2. It must be impossible or impractical to use specific
criteria to subdivide the receipts assigned to the definite place of business.
This will normally be the case when gross receipts have been assigned to a
definite place of business by apportionment because apportionment ignores
anything related to a specific transaction other than the criteria used for
apportionment, which usually is payroll.
C. Examples:
1. A large electronics retailer has its main sales office in
City A and maintains a satellite office with its own management in the distant
County B. Sales staff from City A make the initial sales contact in County B
and process all sales related paperwork. Sales staff in County B make all
personal and follow-up sales contacts in County B. The definite place of
business is in both City A and County B since each sales office is equally
responsible for sales solicitations. If it were not possible or practical to
determine which definite place of business gross receipts should be attributed
to, gross receipts must be apportioned between the definite places of business
on the basis of the payroll of the sales staff at each respective place of
business.
2. A group medical practice has
offices in County A and City B. County A does not tax gross receipts. Patient
visits and recordkeeping functions occur in County A, but physicians see
patients in the City B offices on a regular basis. City B may tax the gross
receipts generated from services performed at offices located within its
boundaries. However, City B may not tax the practice's gross receipts generated
from County A simply because the county does not have a license tax.

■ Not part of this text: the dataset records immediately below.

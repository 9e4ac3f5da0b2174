//! In-memory delivery table.
//!
//! The host loads its source table once, hands the rows over here and keeps
//! the resulting [`Dataset`] for the lifetime of the process. Nothing in this
//! module touches the filesystem or caches across calls.

use serde::{Deserialize, Serialize};
use tracing::debug;

use crate::error::PlanError;
use crate::model::{is_valid_point, CoordinateRecord, VehicleCatalog, VehicleProfile};

/// A row as it comes out of the source table, coordinates still textual.
#[derive(Debug, Clone, Default, PartialEq, Deserialize)]
pub struct RawRow {
    pub client: String,
    #[serde(default)]
    pub grouping: Option<String>,
    /// Distribution center identifier.
    pub cd: String,
    pub origin_label: String,
    pub destination_label: String,
    pub origin_lat: String,
    pub origin_lon: String,
    pub destination_lat: String,
    pub destination_lon: String,
    #[serde(default)]
    pub vehicle: Option<String>,
    /// Kilometres per litre for `vehicle`.
    #[serde(default)]
    pub consumption_km_per_l: Option<f64>,
    #[serde(default)]
    pub fuel_price: Option<f64>,
    #[serde(default)]
    pub capacity: Option<f64>,
}

#[derive(Debug, Clone, PartialEq, Serialize)]
pub struct DatasetRow {
    pub grouping: Option<String>,
    pub vehicle: Option<String>,
    pub record: CoordinateRecord,
}

/// Which rows a run should cover.
#[derive(Debug, Clone, PartialEq, Eq)]
pub enum Selection {
    All,
    Group(String),
    Clients(Vec<String>),
}

#[derive(Debug, Clone, Default)]
pub struct Dataset {
    rows: Vec<DatasetRow>,
    vehicles: VehicleCatalog,
    dropped: usize,
}

/// Parses a coordinate cell.
///
/// Accepts a comma decimal separator and ignores any whitespace, including
/// non-breaking spaces. Returns `None` when the cell is not a finite number.
pub fn parse_coordinate(raw: &str) -> Option<f64> {
    let cleaned: String = raw
        .chars()
        .filter(|c| !c.is_whitespace())
        .map(|c| if c == ',' { '.' } else { c })
        .collect();

    cleaned.parse::<f64>().ok().filter(|value| value.is_finite())
}

impl Dataset {
    /// Builds the table, dropping rows whose coordinates do not parse or are
    /// out of range, and rows without a client.
    ///
    /// The vehicle catalog is read from the kept rows: the first row naming a
    /// vehicle with both consumption and price defines its profile. Profiles
    /// are not validated here; a bad one is rejected when a run uses it.
    pub fn from_rows(rows: impl IntoIterator<Item = RawRow>) -> Self {
        let mut kept = Vec::new();
        let mut vehicles = VehicleCatalog::new();
        let mut dropped = 0;

        for raw in rows {
            match parse_row(&raw) {
                Some(row) => {
                    if let Some(profile) = vehicle_profile(&raw) {
                        vehicles.insert(profile);
                    }
                    kept.push(row);
                }
                None => {
                    debug!(client = %raw.client, "dropping row with unusable coordinates");
                    dropped += 1;
                }
            }
        }

        Self {
            rows: kept,
            vehicles,
            dropped,
        }
    }

    pub fn rows(&self) -> &[DatasetRow] {
        &self.rows
    }

    /// Number of source rows rejected while building.
    pub fn dropped(&self) -> usize {
        self.dropped
    }

    /// Distinct grouping identifiers in first-seen order.
    pub fn groups(&self) -> Vec<&str> {
        distinct(self.rows.iter().filter_map(|row| row.grouping.as_deref()))
    }

    /// Distinct client identifiers in first-seen order.
    pub fn clients(&self) -> Vec<&str> {
        distinct(self.rows.iter().map(|row| row.record.client.as_str()))
    }

    /// Vehicles a run can be costed with, in first-seen order.
    pub fn vehicles(&self) -> &VehicleCatalog {
        &self.vehicles
    }

    pub fn vehicle(&self, id: &str) -> Result<&VehicleProfile, PlanError> {
        self.vehicles().get(id)
    }

    /// Coordinate records for a run, in table order.
    pub fn select(&self, selection: &Selection) -> Vec<CoordinateRecord> {
        self.rows
            .iter()
            .filter(|row| match selection {
                Selection::All => true,
                Selection::Group(group) => row.grouping.as_deref() == Some(group.as_str()),
                Selection::Clients(clients) => {
                    clients.iter().any(|client| *client == row.record.client)
                }
            })
            .map(|row| row.record.clone())
            .collect()
    }
}

fn parse_row(raw: &RawRow) -> Option<DatasetRow> {
    if raw.client.trim().is_empty() {
        return None;
    }

    let origin = (parse_coordinate(&raw.origin_lat)?, parse_coordinate(&raw.origin_lon)?);
    let destination = (
        parse_coordinate(&raw.destination_lat)?,
        parse_coordinate(&raw.destination_lon)?,
    );
    if !is_valid_point(origin) || !is_valid_point(destination) {
        return None;
    }

    let record = CoordinateRecord::new(
        raw.client.clone(),
        raw.destination_label.clone(),
        origin,
        destination,
    )
    .with_origin_site(raw.cd.clone(), raw.origin_label.clone());

    Some(DatasetRow {
        grouping: non_blank(&raw.grouping),
        vehicle: non_blank(&raw.vehicle),
        record,
    })
}

fn vehicle_profile(raw: &RawRow) -> Option<VehicleProfile> {
    let id = non_blank(&raw.vehicle)?;
    let profile = VehicleProfile::new(id, raw.consumption_km_per_l?, raw.fuel_price?);

    Some(match raw.capacity {
        Some(capacity) => profile.with_capacity(capacity),
        None => profile,
    })
}

fn non_blank(value: &Option<String>) -> Option<String> {
    value.clone().filter(|value| !value.trim().is_empty())
}

fn distinct<'a>(values: impl Iterator<Item = &'a str>) -> Vec<&'a str> {
    let mut seen = Vec::new();
    for value in values {
        if !seen.contains(&value) {
            seen.push(value);
        }
    }
    seen
}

3. A service business has two divisions, one national and
the other regional. Both divisions operate out of an office in County A. While
the business can segregate its receipts by division, it cannot assign the
receipts of its national division to each office, and it uses payroll
apportionment to assign receipts to the office in County A. The receipts of the
regional division are assigned to County A using the criteria in
§ 58.1-3703.1 A 3 a of the Code of Virginia. Assuming that the business
meets the requirements to be eligible for the other-state deduction with
respect to both divisions, the business may use the same payroll apportionment
factor of the national division to subdivide the receipts of the national
division assigned to County A. The business will be required to identify
specific receipts of the regional division assigned to County A that are
eligible for the other-state deduction unless the business can show that it is
impractical or impossible to identify specific receipts for this purpose.
VA.R. Doc. No. R17-5002; Filed June 29, 2017, 10:13 a.m.